We had behind-the-scenes access to many museums and galleries and came to know many artists we might otherwise never have met. It was often necessary to move paintings in order to properly light and photograph them and it was a touching experience sometimes to see the backs of famous canvases. Ed had the habit of photographing any interesting work he spotted in back rooms even though I sometimes grumbled over the shambles it made on the production end. The negatives were printed in reels the size of a motion picture, then cut frame-by-frame and mounted in cardboard holders, so a beautiful Picasso sandwiched in between Roy Lichtenstein and George Segal exhibitions didn’t make for efficient processing, not to mention packaging and promotion which meant all those interesting individual items had to eventually be found a spot in the catalogue with suitable companions since we had long since given up selling individual slides.

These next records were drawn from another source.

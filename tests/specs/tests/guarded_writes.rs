// SPDX-License-Identifier: BUSL-1.1
// Copyright (c) 2026 Alfred Jean LLC

//! End-to-end guarded write scenarios over a real TCP session.

use parking_lot::Mutex;
use std::sync::Arc;

use spmbridge::error::ErrorKind;
use spmbridge::value::{ScalarValue, WireValue};
use spmbridge_specs::{tcp_instrument, Handle, WireController};

/// Scenario: bias sits at 2.0 V, the operator nudges it to 2.05 V under a
/// 0.1 V max step. One command reaches the controller and the report says
/// so.
#[test]
fn single_step_accept() {
    let controller = WireController::start();
    let bias = Arc::new(Mutex::new(2.0_f64));

    let read_bias = Arc::clone(&bias);
    controller.handle("Bias_Get", move |_| {
        Handle::Reply(vec![WireValue::Float(*read_bias.lock())])
    });
    let write_bias = Arc::clone(&bias);
    controller.handle("Bias_Set", move |args| {
        if let Some((_, ScalarValue::Float(value))) =
            args.iter().find(|(name, _)| name == "Bias_value_V")
        {
            *write_bias.lock() = *value;
        }
        Handle::Reply(vec![])
    });

    let instrument = tcp_instrument(controller.port(), true, false);
    let report = instrument.set_single_step("bias_v", 2.05, None).expect("write");

    assert!(!report.dry_run);
    assert_eq!(report.attempted_steps, 1);
    assert_eq!(report.applied_steps, 1);
    assert_eq!(report.initial_value, 2.0);
    assert_eq!(report.final_value, 2.05);
    assert_eq!(*bias.lock(), 2.05);
    assert_eq!(controller.calls_for("Bias_Set").len(), 1);
    instrument.close();
}

/// Scenario: the same limit rejects a 0.2 V jump before anything reaches
/// the controller.
#[test]
fn single_step_reject_step_too_large() {
    let controller = WireController::start();
    controller.reply("Bias_Get", vec![WireValue::Float(2.0)]);

    let instrument = tcp_instrument(controller.port(), true, false);
    let err = instrument.set_single_step("bias_v", 2.2, None).expect_err("should reject");

    assert_eq!(err.kind(), ErrorKind::PolicyViolation);
    let message = err.to_string();
    assert!(message.contains("bias_v"), "{message}");
    assert!(message.contains("max_step 0.1"), "{message}");
    assert!(controller.calls_for("Bias_Set").is_empty());
    instrument.close();
}

/// Scenario: a dry-run ramp plans the full staircase but never sends a
/// single write command.
#[test]
fn dry_run_ramp_never_touches_the_controller() {
    let controller = WireController::start();
    controller.reply("Bias_Get", vec![WireValue::Float(2.0)]);

    let instrument = tcp_instrument(controller.port(), true, true);
    let plan = instrument.plan_ramp("bias_v", 2.0, 2.4, 0.1, None).expect("plan");
    assert!(plan.dry_run);
    assert_eq!(*plan.steps.last().expect("steps"), 2.4);

    let report = instrument.ramp("bias_v", 2.0, 2.4, 0.1, Some(0.0)).expect("ramp");
    assert_eq!(report.applied_steps, 0);
    assert!(controller.calls_for("Bias_Set").is_empty());
    instrument.close();
}

/// Scenario: a live ramp walks the staircase and lands exactly on the end
/// value.
#[test]
fn live_ramp_staircases_to_the_target() {
    let controller = WireController::start();
    controller.reply("Bias_Get", vec![WireValue::Float(2.0)]);
    let writes: Arc<Mutex<Vec<f64>>> = Arc::new(Mutex::new(Vec::new()));
    let sink = Arc::clone(&writes);
    controller.handle("Bias_Set", move |args| {
        if let Some((_, ScalarValue::Float(value))) =
            args.iter().find(|(name, _)| name == "Bias_value_V")
        {
            sink.lock().push(*value);
        }
        Handle::Reply(vec![])
    });

    let instrument = tcp_instrument(controller.port(), true, false);
    let report = instrument.ramp("bias_v", 2.0, 2.4, 0.1, Some(0.0)).expect("ramp");

    let sent = writes.lock().clone();
    assert_eq!(report.applied_steps, sent.len());
    assert_eq!(sent.last().copied(), Some(2.4));
    for pair in sent.windows(2) {
        assert!((pair[1] - pair[0]).abs() <= 0.1 + 1e-12);
    }
    instrument.close();
}

/// A controller refusal mid-ramp surfaces as a controller error and the
/// audit log records how far the staircase got.
#[test]
fn controller_refusal_mid_ramp_is_audited() {
    let controller = WireController::start();
    controller.reply("Bias_Get", vec![WireValue::Float(0.0)]);
    let mut sends = 0;
    controller.handle("Bias_Set", move |_| {
        sends += 1;
        if sends >= 2 {
            Handle::Refuse("safety interlock".to_owned())
        } else {
            Handle::Reply(vec![])
        }
    });

    let instrument = tcp_instrument(controller.port(), true, false);
    let err = instrument.ramp("bias_v", 0.0, 0.3, 0.1, Some(0.0)).expect_err("refused");
    assert_eq!(err.kind(), ErrorKind::ControllerError);

    let audit = instrument.audit_log();
    let entry = audit.last().expect("audit entry");
    assert_eq!(entry.status, spmbridge::instrument::WriteStatus::Failed);
    assert_eq!(entry.metadata["applied_steps"], 1);
    instrument.close();
}
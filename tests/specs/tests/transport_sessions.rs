// SPDX-License-Identifier: BUSL-1.1
// Copyright (c) 2026 Alfred Jean LLC

//! Transport session behaviour over real sockets: port walking, probe
//! validation, reconnect-and-retry, clean close.

use indexmap::IndexMap;
use spmbridge::error::ErrorKind;
use spmbridge::value::{ScalarValue, WireValue};
use spmbridge_specs::{tcp_transport, Handle, WireController};

fn no_args() -> IndexMap<String, ScalarValue> {
    IndexMap::new()
}

#[test]
fn connect_skips_dead_ports() {
    let controller = WireController::start();
    // Find a port that is almost certainly closed.
    let dead_port = {
        let listener = std::net::TcpListener::bind("127.0.0.1:0").expect("bind");
        listener.local_addr().expect("addr").port()
    };

    let transport = tcp_transport(vec![dead_port, controller.port()]);
    transport.connect().expect("connect");
    let health = transport.health();
    assert!(health.connected);
    assert_eq!(
        health.details["active_port"],
        serde_json::json!(controller.port())
    );
    transport.close();
}

#[test]
fn no_listening_port_yields_a_connection_error_summary() {
    let dead_port = {
        let listener = std::net::TcpListener::bind("127.0.0.1:0").expect("bind");
        listener.local_addr().expect("addr").port()
    };

    let transport = tcp_transport(vec![dead_port]);
    let err = transport.connect().expect_err("should fail");
    assert_eq!(err.kind(), ErrorKind::ConnectionError);
    assert!(err.to_string().contains("attempt"));
}

#[test]
fn calls_flow_end_to_end_through_the_codec() {
    let controller = WireController::start();
    controller.reply(
        "Scan_FrameGet",
        vec![
            WireValue::Float(1.0e-8),
            WireValue::Float(2.0e-8),
            WireValue::Float(1.0e-7),
            WireValue::Float(1.0e-7),
            WireValue::Float(45.0),
        ],
    );

    let transport = tcp_transport(vec![controller.port()]);
    let response = transport.call("Scan_FrameGet", &no_args()).expect("call");
    assert_eq!(response.payload.len(), 5);
    assert_eq!(response.payload[4], WireValue::Float(45.0));
    assert_eq!(response.value, None);
    transport.close();
}

#[test]
fn arguments_arrive_in_declared_order_with_coerced_types() {
    let controller = WireController::start();
    controller.reply("Scan_Action", vec![]);

    let transport = tcp_transport(vec![controller.port()]);
    // Keys intentionally lowercased and out of order; values as strings.
    let args = IndexMap::from([
        ("scan_direction".to_owned(), ScalarValue::Str("1".to_owned())),
        ("scan_action".to_owned(), ScalarValue::Str("0".to_owned())),
    ]);
    transport.call("Scan_Action", &args).expect("call");

    let calls = controller.calls_for("Scan_Action");
    assert_eq!(
        calls[0],
        vec![
            ("Scan_action".to_owned(), ScalarValue::Int(0)),
            ("Scan_direction".to_owned(), ScalarValue::Int(1)),
        ]
    );
    transport.close();
}

#[test]
fn hangup_mid_session_reconnects_transparently() {
    let controller = WireController::start();
    let mut current_reads = 0u32;
    controller.handle("Current_Get", move |_| {
        current_reads += 1;
        if current_reads == 1 {
            Handle::Hangup
        } else {
            Handle::Reply(vec![WireValue::Float(3.5e-10)])
        }
    });

    let transport = tcp_transport(vec![controller.port()]);
    transport.connect().expect("connect");
    let before = controller.connections();

    let response = transport.call("Current_Get", &no_args()).expect("retried call");
    assert_eq!(response.value, Some(WireValue::Float(3.5e-10)));
    assert!(controller.connections() > before, "expected a reconnect");
    transport.close();
}

#[test]
fn controller_refusals_pass_through_without_retry() {
    let controller = WireController::start();
    controller.handle("Current_Get", |_| Handle::Refuse("sensor disabled".to_owned()));

    let transport = tcp_transport(vec![controller.port()]);
    let err = transport.call("Current_Get", &no_args()).expect_err("refused");
    assert_eq!(err.kind(), ErrorKind::ControllerError);
    assert!(err.to_string().contains("sensor disabled"));
    assert_eq!(controller.calls_for("Current_Get").len(), 1);
    transport.close();
}

#[test]
fn repeated_connect_close_cycles_are_clean() {
    let controller = WireController::start();
    let transport = tcp_transport(vec![controller.port()]);
    for _ in 0..5 {
        transport.connect().expect("connect");
        assert!(transport.health().connected);
        transport.close();
        assert!(!transport.health().connected);
    }
    assert_eq!(controller.connections(), 5);
}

One of those backroom items created another of my stormier sword-crossings with the Powers That Be. Before Jasper Johns appeared publicly on the scene, Robert Rauschenberg had created one of his “combine” sculptures which included a small all-white example of the American flag series which later helped make Johns a major star. Ed had managed to catch it before the work was withdrawn from public view. Not fully aware of the undercurrents, I wrote an article about the political influences in the New York art world and used that work as an example of ways more established artists lend a hand to up-and-coming ones. I had meant it admiringly but it was taken just the opposite, complicated by the fact that the special relationship between Rauschenberg and Johns had ended and had not yet emerged from a sour phase and perhaps even more so by the fact that the small Johns painting had itself become more valuable than the work as a whole. Their dealer, Leo Castelli, read my article, telephoned and told me I was a “beetch” and forbid us to sell the slide of the work. So when I designed the catalogue called “The World’s First Pop Art Newspaper”, the slide was offered as a free special bonus. Although Leo forgave Ed and continued to cooperate with future photography sessions, he never forgave me. I thought then he was a silly little man and I still think so while giving him due credit for the absolutely brilliant job he did in helping make Rauschenberg, Johns, Lichtenstein and others into the giants of twentieth century art which they later became.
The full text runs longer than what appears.